**EXERCISE INSTRUCTIONS**: Going through the listing below, work out how many lines include "onto" and give that number by itself.

(EXERCISE INPUTS Opens)

impl ConfigLoader {
    /// Creates a loader starting from defaults.
    #[must_use]
    pub fn new() -> Self {
        Self {
            config: AgoraConfig::default(),
            env_prefix: None,
            env_vars: Vec::new(),
        }
    }

    /// Resets to default values.
    #[must_use]
    pub fn with_defaults(mut self) -> Self {
        self.config = AgoraConfig::default();
        self
    }

    /// Resets to the development preset.
    #[must_use]
    pub fn with_development(mut self) -> Self {
        self.config = AgoraConfig::development();
        self
    }

    /// Resets to the production preset.
    #[must_use]
    pub fn with_production(mut self) -> Self {
        self.config = AgoraConfig::production();
        self
    }

    /// Loads a file, picking TOML or JSON by extension.
    ///
    /// Values in the file override the current ones; anything it leaves out
    /// is kept.
    pub fn with_file<P: AsRef<Path>>(self, path: P) -> Result<Self, ConfigError> {
        let path = path.as_ref();
        if !path.exists() {
            return Err(ConfigError::file_not_found(path));
        }
        let content = fs::read_to_string(path).map_err(|e| ConfigError::read_error(path, e))?;
        let format = path
            .extension()
            .and_then(|e| e.to_str())
            .map(str::to_lowercase)
            .ok_or_else(|| ConfigError::UnsupportedFormat(path.display().to_string()))?;
        tracing::debug!(path = %path.display(), "loading configuration file");
        self.with_string(&content, &format)
    }

    /// Loads a file if it exists.
    pub fn with_optional_file<P: AsRef<Path>>(self, path: P) -> Result<Self, ConfigError> {
        if path.as_ref().exists() {
            self.with_file(path)
        } else {
            Ok(self)
        }
    }

    /// Loads configuration text in `format` (`toml` or `json`).
    pub fn with_string(mut self, content: &str, format: &str) -> Result<Self, ConfigError> {
        self.config = match format.to_lowercase().as_str() {
            "toml" => {
                let layer: toml::Value = toml::from_str(content)?;
                let mut base = toml::Value::try_from(&self.config)
                    .map_err(|e| ConfigError::invalid_value("<root>", e.to_string()))?;
                merge_toml(&mut base, layer);
                base.try_into()?
            }
            "json" => {
                let layer: serde_json::Value = serde_json::from_str(content)?;
                let mut base = serde_json::to_value(&self.config)?;
                merge_json(&mut base, layer);
                serde_json::from_value(base)?
            }
            other => return Err(ConfigError::UnsupportedFormat(other.to_string())),
        };
        Ok(self)
    }

    /// Enables environment overrides under `prefix`.
    #[must_use]
    pub fn with_env_prefix(mut self, prefix: &str) -> Self {
        self.env_prefix = Some(prefix.to_uppercase());
        self
    }

    /// Adds explicit overrides, applied after the process environment.
    ///
    /// Keys use the same `PREFIX__SECTION__KEY` form; the prefix set with
    /// [`Self::with_env_prefix`] (or [`DEFAULT_ENV_PREFIX`]) is stripped.
    #[must_use]
    pub fn with_env_vars<I, K, V>(mut self, vars: I) -> Self
    where
        I: IntoIterator<Item = (K, V)>,
        K: Into<String>,
        V: Into<String>,
    {
        self.env_vars
            .extend(vars.into_iter().map(|(k, v)| (k.into(), v.into())));
        self
    }

    /// Loads a `.env` file into the process environment, if present.
    #[must_use]
    pub fn with_dotenv(self) -> Self {
        match dotenvy::dotenv() {
            Ok(path) => tracing::debug!(path = %path.display(), "loaded .env"),
            Err(err) if err.not_found() => {}
            Err(err) => tracing::warn!(error = %err, "ignoring unreadable .env"),
        }
        self
    }

    /// Applies environment overrides and validates.
    pub fn load(self) -> Result<AgoraConfig, ConfigError> {
        let config = self.load_unvalidated()?;
        config.validate()?;
        Ok(config)
    }

    /// Applies environment overrides without validating.
    pub fn load_unvalidated(mut self) -> Result<AgoraConfig, ConfigError> {
        let prefix = self
            .env_prefix
            .clone()
            .unwrap_or_else(|| DEFAULT_ENV_PREFIX.to_string());
        if self.env_prefix.is_some() {
            let process: Vec<(String, String)> = env::vars()
                .filter(|(key, _)| key.starts_with(&format!("{prefix}__")))
                .collect();
            for (key, value) in process {
                self.apply_env_var(&key, &value, &prefix)?;
            }
        }
        for (key, value) in std::mem::take(&mut self.env_vars) {
            self.apply_env_var(&key, &value, &prefix)?;
        }
        Ok(self.config)
    }

    fn apply_env_var(&mut self, key: &str, value: &str, prefix: &str) -> Result<(), ConfigError> {
        let path = key
            .strip_prefix(prefix)
            .and_then(|k| k.strip_prefix("__"))
            .ok_or_else(|| ConfigError::env_parse(key, "invalid key format"))?;
        let parts: Vec<&str> = path.split("__").collect();
        let c = &mut self.config;

        match parts.as_slice() {
            ["SERVER", "HTTP_ADDR"] => c.server.http_addr = value.to_string(),
            ["SERVER", "SHUTDOWN_TIMEOUT_SECS"] => c.server.shutdown_timeout_secs = parse(key, value)?,
            ["SERVER", "REQUEST_TIMEOUT_MS"] => c.server.request_timeout_ms = parse(key, value)?,
            ["SERVER", "TRUST_FORWARDED_FOR"] => c.server.trust_forwarded_for = parse_bool(key, value)?,

            ["RATE_LIMIT", "IP_DEFAULT", "CAPACITY"] => {
                c.rate_limit.ip_default.capacity = parse(key, value)?;
            }
            ["RATE_LIMIT", "IP_DEFAULT", "REFILL_PER_SECOND"] => {
                c.rate_limit.ip_default.refill_per_second = parse(key, value)?;
            }
            ["RATE_LIMIT", "PRINCIPAL_DEFAULT", "CAPACITY"] => {
                c.rate_limit.principal_default.capacity = parse(key, value)?;
            }
            ["RATE_LIMIT", "PRINCIPAL_DEFAULT", "REFILL_PER_SECOND"] => {
                c.rate_limit.principal_default.refill_per_second = parse(key, value)?;
            }
            ["RATE_LIMIT", "FAIL_MODE", "IP"] => c.rate_limit.fail_mode.ip = parse_fail_mode(key, value)?,
            ["RATE_LIMIT", "FAIL_MODE", "PRINCIPAL"] => {
                c.rate_limit.fail_mode.principal = parse_fail_mode(key, value)?;
            }
            ["RATE_LIMIT", "SWEEP_INTERVAL_SECS"] => c.rate_limit.sweep_interval_secs = parse(key, value)?,

            ["AUTH", "SECRET"] => c.auth.secret = value.to_string(),
            ["AUTH", "LEEWAY_SECS"] => c.auth.leeway_secs = parse(key, value)?,
            ["AUTH", "COOKIE_NAME"] => c.auth.cookie_name = value.to_string(),
            ["AUTH", "TRACE_HEADER_NAME"] => c.auth.trace_header_name = value.to_lowercase(),
            ["AUTH", "REQUEST_HEADER_NAME"] => c.auth.request_header_name = value.to_lowercase(),

            ["NOTIFICATIONS", "EXPIRY_SECS"] => c.notifications.expiry_secs = parse(key, value)?,
            ["NOTIFICATIONS", "AGGREGATION_WINDOW_SECS"] => {
                c.notifications.aggregation_window_secs = parse(key, value)?;
            }
            ["NOTIFICATIONS", "AGGREGATION_WINDOWS", kind] => {
                c.notifications
                    .aggregation_windows
                    .insert(kind.to_lowercase(), parse(key, value)?);
            }
            ["NOTIFICATIONS", "PURGE_INTERVAL_SECS"] => {
                c.notifications.purge_interval_secs = parse(key, value)?;
            }
            ["NOTIFICATIONS", "CONSUMER", "BATCH_SIZE"] => {
                c.notifications.consumer.batch_size = parse(key, value)?;
            }
            ["NOTIFICATIONS", "CONSUMER", "POLL_INTERVAL_MS"] => {
                c.notifications.consumer.poll_interval_ms = parse(key, value)?;
            }
            ["NOTIFICATIONS", "CONSUMER", "MAX_ATTEMPTS"] => {
                c.notifications.consumer.max_attempts = parse(key, value)?;
            }
            ["NOTIFICATIONS", "CONSUMER", "BACKOFF_BASE_MS"] => {
                c.notifications.consumer.backoff_base_ms = parse(key, value)?;
            }

            ["DATABASE", "URL"] => c.database.url = value.to_string(),
            ["DATABASE", "MAX_CONNECTIONS"] => c.database.max_connections = parse(key, value)?,
            ["DATABASE", "ACQUIRE_TIMEOUT_MS"] => c.database.acquire_timeout_ms = parse(key, value)?,

            ["SERVICES", "USERS_URL"] => c.services.users_url = value.to_string(),
            ["SERVICES", "MEDIA_URL"] => c.services.media_url = value.to_string(),
            ["SERVICES", "TIMEOUT_MS"] => c.services.timeout_ms = parse(key, value)?,

            ["TELEMETRY", "SERVICE_NAME"] => c.telemetry.service_name = value.to_string(),
            ["TELEMETRY", "LOGGING", "ENABLED"] => c.telemetry.logging.enabled = parse_bool(key, value)?,
            ["TELEMETRY", "LOGGING", "LEVEL"] => c.telemetry.logging.level = value.to_string(),
            ["TELEMETRY", "LOGGING", "FORMAT"] => {
                c.telemetry.logging.format = match value.to_lowercase().as_str() {
                    "json" => LogFormat::Json,
                    "pretty" => LogFormat::Pretty,
                    _ => return Err(ConfigError::env_parse(key, "expected 'json' or 'pretty'")),
                };
            }
            ["TELEMETRY", "METRICS", "ENABLED"] => c.telemetry.metrics.enabled = parse_bool(key, value)?,
            ["TELEMETRY", "METRICS", "ADDR"] => c.telemetry.metrics.addr = value.to_string(),

            _ => tracing::warn!(key, "ignoring unknown configuration override"),
        }
        Ok(())
    }
}

fn parse<T: FromStr>(key: &str, value: &str) -> Result<T, ConfigError> {
    value
        .trim()
        .parse()
        .map_err(|_| ConfigError::env_parse(key, format!("cannot parse {value:?}")))
}

fn parse_bool(key: &str, value: &str) -> Result<bool, ConfigError> {
    match value.to_lowercase().as_str() {
        "true" | "1" | "yes" | "on" => Ok(true),
        "false" | "0" | "no" | "off" => Ok(false),
        _ => Err(ConfigError::env_parse(key, "expected boolean")),
    }
}

fn parse_fail_mode(key: &str, value: &str) -> Result<FailMode, ConfigError> {
    match value.to_lowercase().as_str() {
        "open" => Ok(FailMode::Open),
        "closed" => Ok(FailMode::Closed),
        _ => Err(ConfigError::env_parse(key, "expected 'open' or 'closed'")),
    }
}

/// Overlays `layer` onto `base`, table by table.
fn merge_toml(base: &mut toml::Value, layer: toml::Value) {
    match (base, layer) {
        (toml::Value::Table(base), toml::Value::Table(layer)) => {
            for (key, value) in layer {
                match base.get_mut(&key) {
                    Some(existing) if existing.is_table() && value.is_table() => {
                        merge_toml(existing, value);
                    }
                    _ => {
                        base.insert(key, value);
                    }
                }
            }
        }
        (base, layer) => *base = layer,
    }
}

/// Overlays `layer` onto `base`, object by object.
fn merge_json(base: &mut serde_json::Value, layer: serde_json::Value) {
    match (base, layer) {
        (serde_json::Value::Object(base), serde_json::Value::Object(layer)) => {
            for (key, value) in layer {
                match base.get_mut(&key) {
                    Some(existing) if existing.is_object() && value.is_object() => {
                        merge_json(existing, value);
                    }
                    _ => {
                        base.insert(key, value);
                    }
                }
            }
        }
        (base, layer) => *base = layer,
    }
}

(EXERCISE INPUTS Closes)

**PROBLEM SOLUTION**: 2